WHAT IS REQUIRED - Which lines below hold the word "candidates"? Copy all of them.

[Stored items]
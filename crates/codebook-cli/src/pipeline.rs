//! Extract, aggregate and score: the full miner pipeline.

use crate::config::MinerConfig;
use crate::error::{CliError, Result};
use codebook_domain::{DocumentHandle, VariableRecord};
use codebook_extractor::{CodebookExtractor, ExtractionResult};
use codebook_gatekeeper::Gatekeeper;
use codebook_ranker::{CategorySummary, RelevanceScorer};
use codebook_taxonomy::Taxonomy;
use std::fs;
use std::path::{Path, PathBuf};
use std::sync::Arc;
use tracing::{debug, info, warn};

/// Documents found on disk plus paths that were passed over
#[derive(Debug, Default)]
pub struct DocumentSet {
    /// Supported documents in walk order
    pub documents: Vec<DocumentHandle>,

    /// Files with an unsupported extension
    pub skipped: Vec<PathBuf>,
}

/// Output of one pipeline run
#[derive(Debug)]
pub struct ScanReport {
    /// Every unique record, scored and sorted descending
    pub records: Vec<VariableRecord>,

    /// Records discarded as later duplicates of an earlier name
    pub duplicates_dropped: usize,

    /// Per-document extraction output, failures and metadata
    pub extraction: ExtractionResult,
}

/// Owns the compiled components for a run.
pub struct Pipeline {
    extractor: Arc<CodebookExtractor>,
    scorer: RelevanceScorer,
}

impl Pipeline {
    /// Build every component from configuration.
    pub fn from_config(config: &MinerConfig) -> Result<Self> {
        let taxonomy = Taxonomy::new(config.taxonomy.clone())?;
        let gatekeeper = Gatekeeper::new(config.validation.clone())
            .map_err(|e| CliError::Config(e.to_string()))?;
        let extractor = CodebookExtractor::new(taxonomy, gatekeeper, config.extractor.clone())?;
        let scorer = RelevanceScorer::new(config.scoring.clone())?;

        Ok(Self {
            extractor: Arc::new(extractor),
            scorer,
        })
    }

    /// Taxonomy used for tagging.
    pub fn taxonomy(&self) -> &Taxonomy {
        self.extractor.taxonomy()
    }

    /// Run the pipeline over `documents`, in order.
    pub async fn run(&self, documents: Vec<DocumentHandle>, concurrent: bool) -> Result<ScanReport> {
        let extraction = if concurrent {
            Arc::clone(&self.extractor).extract_all_concurrent(documents).await
        } else {
            self.extractor.extract_all(&documents)
        };

        let candidates: Vec<VariableRecord> = extraction.records().cloned().collect();
        let ranked = self.scorer.rank(candidates)?;
        if ranked.records.is_empty() {
            info!("No variables found");
        }

        Ok(ScanReport {
            records: ranked.records,
            duplicates_dropped: ranked.duplicates_dropped,
            extraction,
        })
    }

    /// Count records per taxonomy category and group.
    pub fn summarize(&self, records: &[VariableRecord]) -> CategorySummary {
        CategorySummary::from_records(records, self.taxonomy())
    }
}

/// Resolve command-line paths into document handles.
///
/// Directories are walked recursively with entries in sorted order so runs
/// are reproducible. Files with an unrecognised extension are skipped.
pub fn collect_documents(paths: &[PathBuf], columns: Option<&[String]>) -> Result<DocumentSet> {
    let mut files = Vec::new();
    for path in paths {
        if path.is_dir() {
            walk(path, &mut files)?;
        } else {
            files.push(path.clone());
        }
    }

    let mut set = DocumentSet::default();
    for file in files {
        match DocumentHandle::detect(&file) {
            Some(document) => {
                let document = match columns {
                    Some(columns) => document.with_columns(columns.to_vec()),
                    None => document,
                };
                debug!("Queued {} as {}", file.display(), document.format.as_str());
                set.documents.push(document);
            }
            None => {
                warn!("Skipping {}: unsupported file type", file.display());
                set.skipped.push(file);
            }
        }
    }
    Ok(set)
}

fn walk(dir: &Path, files: &mut Vec<PathBuf>) -> Result<()> {
    let mut entries = fs::read_dir(dir)?
        .map(|entry| entry.map(|e| e.path()))
        .collect::<std::io::Result<Vec<_>>>()?;
    entries.sort();

    for entry in entries {
        if entry.is_dir() {
            walk(&entry, files)?;
        } else {
            files.push(entry);
        }
    }
    Ok(())
}

/// Records kept after the score floor and the top-N cut.
///
/// Relies on `records` being sorted descending by score.
pub fn window(records: &[VariableRecord], top: Option<usize>, min_score: Option<u32>) -> &[VariableRecord] {
    let floor = min_score.map_or(records.len(), |min| {
        records.iter().position(|r| r.score() < min).unwrap_or(records.len())
    });
    let end = top.map_or(floor, |n| n.min(floor));
    &records[..end]
}

#[cfg(test)]
mod tests {
    use super::*;
    use codebook_domain::{DocumentFormat, MatchType, SourceType};

    fn scored(name: &str, score: u32) -> VariableRecord {
        let mut record =
            VariableRecord::new(name, "description", "a.txt", SourceType::Text, MatchType::Keyword).unwrap();
        record.set_score(score, Vec::new()).unwrap();
        record
    }

    #[test]
    fn test_window() {
        let records = vec![scored("A", 20), scored("B", 10), scored("C", 5), scored("D", 0)];

        assert_eq!(window(&records, None, None).len(), 4);
        assert_eq!(window(&records, Some(2), None).len(), 2);
        assert_eq!(window(&records, None, Some(1)).len(), 3);
        assert_eq!(window(&records, Some(10), Some(10)).len(), 2);
        assert!(window(&records, Some(0), None).is_empty());
    }

    #[test]
    fn test_collect_documents_walks_sorted() {
        let dir = tempfile::tempdir().unwrap();
        let nested = dir.path().join("b_nested");
        fs::create_dir(&nested).unwrap();
        fs::write(dir.path().join("c.csv"), "name,label\n").unwrap();
        fs::write(dir.path().join("a.html"), "<p></p>").unwrap();
        fs::write(dir.path().join("notes.docx"), "binary").unwrap();
        fs::write(nested.join("z.txt"), "text").unwrap();

        let set = collect_documents(&[dir.path().to_path_buf()], None).unwrap();
        let ids: Vec<_> = set.documents.iter().map(|d| d.source_id.as_str()).collect();
        assert_eq!(ids, vec!["a.html", "z.txt", "c.csv"]);
        assert_eq!(set.documents[2].format, DocumentFormat::Csv);
        assert_eq!(set.skipped.len(), 1);
    }

    #[test]
    fn test_collect_documents_applies_columns() {
        let columns = vec!["Notes".to_string()];
        let set = collect_documents(&[PathBuf::from("codebook.csv")], Some(&columns)).unwrap();
        assert_eq!(set.documents[0].columns.as_deref(), Some(&columns[..]));
    }
}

OUTPUT FOR THIS EXERCISE -
        let candidates: Vec<VariableRecord> = extraction.records().cloned().collect();
        let ranked = self.scorer.rank(candidates)?;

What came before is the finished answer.